Une nouvelle technique géophysique améliore l’imagerie des roches remplies de fluide en trouvant des liens avec des microséismes


Une équipe internationale de scientifiques dirigée par le Dr Xin LIU, professeur adjoint au Département des sciences de la Terre de l’Université de Hong Kong (HKU), ainsi que des sismologues des États-Unis et de Chine, ont récemment introduit une nouvelle méthode appelée tomographie adjointe différentielle du bruit ambiant. , qui permet aux chercheurs de mieux visualiser les roches contenant des fluides, conduisant à des avancées potentielles dans la découverte de ressources en eau et en pétrole, ainsi qu’à des applications dans les risques géologiques urbains et les systèmes d’alerte précoce pour les tsunamis et la compréhension du cycle de l’eau. Leurs conclusions ont été publiées dans la revue Communications naturelles.

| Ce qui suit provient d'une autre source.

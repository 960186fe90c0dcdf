// Copyright (c) 2018-2022  Ministerio de Fomento
//                          Instituto de Ciencias de la Construcción Eduardo Torroja (IETcc-CSIC)

// Permission is hereby granted, free of charge, to any person obtaining a copy
// of this software and associated documentation files (the "Software"), to deal
// in the Software without restriction, including without limitation the rights
// to use, copy, modify, merge, publish, distribute, sublicense, and/or sell
// copies of the Software, and to permit persons to whom the Software is
// furnished to do so, subject to the following conditions:

// The above copyright notice and this permission notice shall be included in
// all copies or substantial portions of the Software.

// THE SOFTWARE IS PROVIDED "AS IS", WITHOUT WARRANTY OF ANY KIND, EXPRESS OR
// IMPLIED, INCLUDING BUT NOT LIMITED TO THE WARRANTIES OF MERCHANTABILITY,
// FITNESS FOR A PARTICULAR PURPOSE AND NONINFRINGEMENT. IN NO EVENT SHALL THE
// AUTHORS OR COPYRIGHT HOLDERS BE LIABLE FOR ANY CLAIM, DAMAGES OR OTHER
// LIABILITY, WHETHER IN AN ACTION OF CONTRACT, TORT OR OTHERWISE, ARISING FROM,
// OUT OF OR IN CONNECTION WITH THE SOFTWARE OR THE USE OR OTHER DEALINGS IN THE
// SOFTWARE.

// Author(s): Rafael Villar Burke <pachi@ietcc.csic.es>

//! Arquetipos de referencia y regiones climáticas

use std::fmt;

use serde::{Deserialize, Serialize};
use strum_macros::{Display, EnumString};

/// Edificio de referencia usado para la simulación
///
/// The (category, country, name) triple identifies a reference building in the
/// simulation catalogue.
#[derive(Debug, Clone, PartialEq, Eq, Hash, Serialize, Deserialize)]
pub struct ArchetypeInfo {
    /// Building category of the archetype
    pub category: String,
    /// Country code of the archetype
    pub country: String,
    /// Archetype name in the catalogue
    pub name: String,
}

impl ArchetypeInfo {
    /// Constructor
    pub fn new(category: &str, country: &str, name: &str) -> Self {
        Self {
            category: category.into(),
            country: country.into(),
            name: name.into(),
        }
    }

    /// Same country code (case insensitive)
    pub fn is_in_country(&self, country: &str) -> bool {
        self.country.trim().eq_ignore_ascii_case(country.trim())
    }

    /// Same building category (case insensitive, surrounding blanks ignored)
    pub fn is_category(&self, category: &str) -> bool {
        self.category.trim().to_lowercase() == category.trim().to_lowercase()
    }

    /// Climate region of the archetype country
    pub fn region(&self) -> Option<ClimateRegion> {
        ClimateRegion::from_country(&self.country)
    }
}

impl fmt::Display for ArchetypeInfo {
    fn fmt(&self, f: &mut fmt::Formatter<'_>) -> fmt::Result {
        write!(f, "{} ({}, {})", self.name, self.category, self.country)
    }
}

/// Agrupación de países por región climática
#[derive(Debug, Copy, Clone, PartialEq, Eq, Hash, Serialize, Deserialize, Display, EnumString)]
#[serde(rename_all = "snake_case")]
pub enum ClimateRegion {
    /// Southern Europe
    #[strum(to_string = "mediterranean")]
    Mediterranean,
    /// Western and central Europe
    #[strum(to_string = "central")]
    Central,
    /// Nordic countries
    #[strum(to_string = "northern")]
    Northern,
    /// Eastern Europe and Baltic countries
    #[strum(to_string = "eastern")]
    Eastern,
}

impl ClimateRegion {
    const MEDITERRANEAN: [&'static str; 7] = ["ES", "PT", "IT", "GR", "CY", "MT", "HR"];
    const CENTRAL: [&'static str; 11] = [
        "FR", "DE", "AT", "BE", "NL", "LU", "CH", "CZ", "SI", "IE", "GB",
    ];
    const NORTHERN: [&'static str; 5] = ["SE", "FI", "DK", "NO", "IS"];
    const EASTERN: [&'static str; 8] = ["PL", "HU", "RO", "BG", "SK", "LT", "LV", "EE"];

    /// Región climática de un país. None si el país no pertenece a ninguna región
    pub fn from_country(country: &str) -> Option<Self> {
        let code = country.trim().to_uppercase();
        let code = code.as_str();
        if Self::MEDITERRANEAN.contains(&code) {
            Some(ClimateRegion::Mediterranean)
        } else if Self::CENTRAL.contains(&code) {
            Some(ClimateRegion::Central)
        } else if Self::NORTHERN.contains(&code) {
            Some(ClimateRegion::Northern)
        } else if Self::EASTERN.contains(&code) {
            Some(ClimateRegion::Eastern)
        } else {
            None
        }
    }
}

/// Regla de selección que produjo el arquetipo
#[derive(Debug, Copy, Clone, PartialEq, Eq, PartialOrd, Ord, Serialize, Deserialize)]
#[serde(rename_all = "snake_case")]
pub enum MatchLevel {
    /// Same country and building category
    CountryAndCategory,
    /// Same country, other category
    Country,
    /// Same climate region and building category
    RegionAndCategory,
    /// Same climate region, other category
    Region,
}

impl MatchLevel {
    /// True for fallback matches (anything but an exact country and category match)
    pub fn is_fallback(self) -> bool {
        self != MatchLevel::CountryAndCategory
    }
}
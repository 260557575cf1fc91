//! Dropping (or keeping) tokens by set membership
use stopwords::StopWords;
use tokenize::TokenRow;

/// Rows whose token is not a stop word, in their original order
pub fn remove_stop_words<'s, I>(tokens: I, stop_words: &'s StopWords)
    -> impl Iterator<Item = TokenRow> + 's
    where I: IntoIterator<Item = TokenRow>, I::IntoIter: 's {
    tokens.into_iter().filter(move |row| !stop_words.contains(&row.token))
}

/// Rows whose token is in the set, e.g. to pick out terms from a word list
pub fn keep_only<'s, I>(tokens: I, words: &'s StopWords)
    -> impl Iterator<Item = TokenRow> + 's
    where I: IntoIterator<Item = TokenRow>, I::IntoIter: 's {
    tokens.into_iter().filter(move |row| words.contains(&row.token))
}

La méthode utilise un instrument portable appelé « sismomètre » pour enregistrer les vibrations naturelles de la Terre, ce qui en fait un moyen simple et rentable d’étudier les zones des villes et des océans. Les sismomètres enregistrent le mouvement du sol en trois dimensions : haut-bas, nord-sud et est-ouest. Dans le cadre de l’étude, 42 sismomètres ont été placés le long d’une ligne traversant le bassin de Los Angeles, de Long Beach à Whittier Narrows.

Les chercheurs ont découvert que les roches situées à environ 1 à 2 km sous la surface, près de la faille Newport-Inglewood, une faille qui provoque des tremblements de terre, contiennent une quantité importante de fluides. Ces roches présentent de minuscules trous remplis de fluides, ce qui pourrait expliquer la survenue de petits tremblements de terre à Long Beach, en Californie. L’abondance de fluides à l’intérieur de ces minuscules trous réduit la friction le long du plan de faille, permettant aux deux blocs rocheux de chaque côté de glisser plus facilement l’un sur l’autre et de générer de petits tremblements de terre.

L’article suggère que la tomographie adjointe différentielle du bruit ambiant peut être utilisée pour trouver des ressources en eau et en pétrole sans avoir recours à des forages coûteux. Cette méthode inédite génère des images du sol couvertes par les sismomètres, révélant la vitesse à laquelle les ondes sismiques se propagent dans les sols et les roches. À certains endroits, l’onde sismique se propage beaucoup plus lentement que dans d’autres régions situées à la même profondeur, indiquant la présence de fluide. Comme l’eau et le pétrole sont des fluides dans les roches, cette méthode peut identifier les roches contenant de tels fluides.

“Auparavant, les aquifères souterrains ou les réservoirs de fluides profonds étaient difficiles à trouver sans forer plusieurs puits coûteux ou sans effectuer des études sismiques coûteuses avec un son artificiel fort qui ne sont pas respectueux de l’environnement sur terre ou sur océan. En utilisant uniquement de faibles enregistrements de bruit sismique par deux douzaines de sismomètres sur terre ou sur le fond marin. , notre nouvelle technique peut créer des images contenant des informations sur les fluides dans les roches et localiser avec précision l’emplacement et la profondeur des roches riches en fluides”, a déclaré le Dr Liu, qui est également le premier auteur de l’article de la revue.

De plus, cette méthode innovante peut être utilisée pour créer des images détaillées du sol dans les zones urbaines et des profondeurs océaniques, à des fins diverses telles que l’évaluation des risques géologiques urbains, la mise en œuvre de systèmes d’alerte précoce pour les tsunamis et l’amélioration de notre compréhension du cycle de l’eau sous le fond marin. . En milieu urbain, une série de sismomètres terrestres peut être déployée sur la zone d’intérêt. Dans l’océan, une ligne de sismomètres de fond océanique (OBS) peut être installée sur le fond marin pour enregistrer les vibrations de fond. Dans les deux cas, une image détaillée est créée juste sous la ligne de sismomètres, fournissant des informations sur l’emplacement des sols/sédiments meubles et des roches fluides directement liées aux régions où la vitesse des ondes sismiques est lente.

“En conclusion, cette méthode innovante a le potentiel de révolutionner notre approche de la découverte et de l’utilisation des ressources en eau et en pétrole, en améliorant les mesures de sécurité urbaine et en approfondissant notre compréhension de l’environnement. Son impact direct sur notre vie quotidienne s’étend de l’exploration efficace des ressources à l’efficacité “, a ajouté le Dr Liu.